Although it was possible to test the system before the code was made public, only administrators had access to the results, reported Õhtuleht.
The group of volunteers, led by security expert Renee Trisberg, says it hopes to finish testing the voluminous and complex system one month ahead of Estonia's next local elections, on October 20 (electronic voting begins 10 days earlier).
Since the general framework of the e-voting system has been public for years, Trisberg said, he believes that it is generally secure and that his team can only expect to find minor errors.
"I have been a supporter of the e-elections. One must do his part to ensure that nothing happens, even just a simple mistake. Years of finger-pointing will follow if a malfunction were to occur,“ Trisberg said.
The disclosure of the code earlier this month stirred debate in IT circles, where many criticized the user license accompanying the software because it restricts amending and sharing of the code.
But Elver Loho, vice president of the Estonian Internet Community, said the critics were splitting hairs and, more importantly, the code itself was not the subject of criticism.
"There have only been superficial evaluations of the code's appearance, but if you have a long project where tens of workers have gone over it over the years, it will inevitably mess up the appearance,“ Loho said, adding that no serious security complaints have yet emerged.

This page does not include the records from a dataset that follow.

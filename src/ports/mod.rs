//! Ports Layer - Hexagonal Architecture Boundaries
//!
//! Defines the interfaces (traits) that the usecases layer requires
//! from the outside world. Adapters implement these traits.
//!
//! Port categories:
//! - `ExchangeAdapter`: Order placement, cancellation, polling and push events
//! - `TransactionLog`: Archival of terminal orders (JSONL-based)
//! - `Clock`: Time source
//! - `CycleObserver`: Metrics and readiness reporting

pub mod audit;
pub mod clock;
pub mod exchange;
pub mod telemetry;

pub use audit::{TransactionLog, TransactionRecord};
pub use clock::{Clock, ManualClock, SystemClock};
pub use exchange::{
  AdapterError, AdapterEvent, AdapterResult, Bbo, ExchangeAdapter, OrderInfo, OrderResult,
  PositionSnapshot,
};
pub use telemetry::{CycleObserver, NoopObserver};
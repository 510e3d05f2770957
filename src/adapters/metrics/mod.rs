//! Metrics and Monitoring Adapters
//!
//! Provides Prometheus metrics export on :9090 and health check
//! endpoints (/live, /ready) via axum 0.7. The registry doubles as the
//! controller's `CycleObserver`.

pub mod health;
pub mod prometheus;

pub use health::{HealthServer, HealthState};
pub use prometheus::MetricsRegistry;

Another issue is that parts of the code, such as that pertaining to verification of votes, have still not been disclosed.
"If we were to be 100 percent idealistic, all of the components would have had open source code from the beginning. But in the real world it tends to be that if some parts do not have an open source code, then it is all the more safer,“ Loho said.
Would you like your receipt?
The upcoming elections will be the first in which electronic voters are given the chance to verify online whether a vote has been submitted. Officials and advocates argue this makes e-voting safer than paper ballots because no such verification is given in regular elections.
"For me the fact that the system allows you to verify who you voted for and to re-cast your vote if you really want to, in some sense makes the system even more secure than paper elections,“ Loho said.
The verification is so far only available for the Android operating system and officials say mistakes cannot be disputed because the program is in its trial stage.
The additional security feature was developed after the parliamentary elections of 2011, when University of Tartu student Paavo Pihelgas said he had easily created a virus that could infect a voter's computer and block ballots from being counted. The student petitioned the Estonian Supreme Court to invalidate the electronic voting results, but the court rejected his petition on the grounds that no actual manipulation had been found.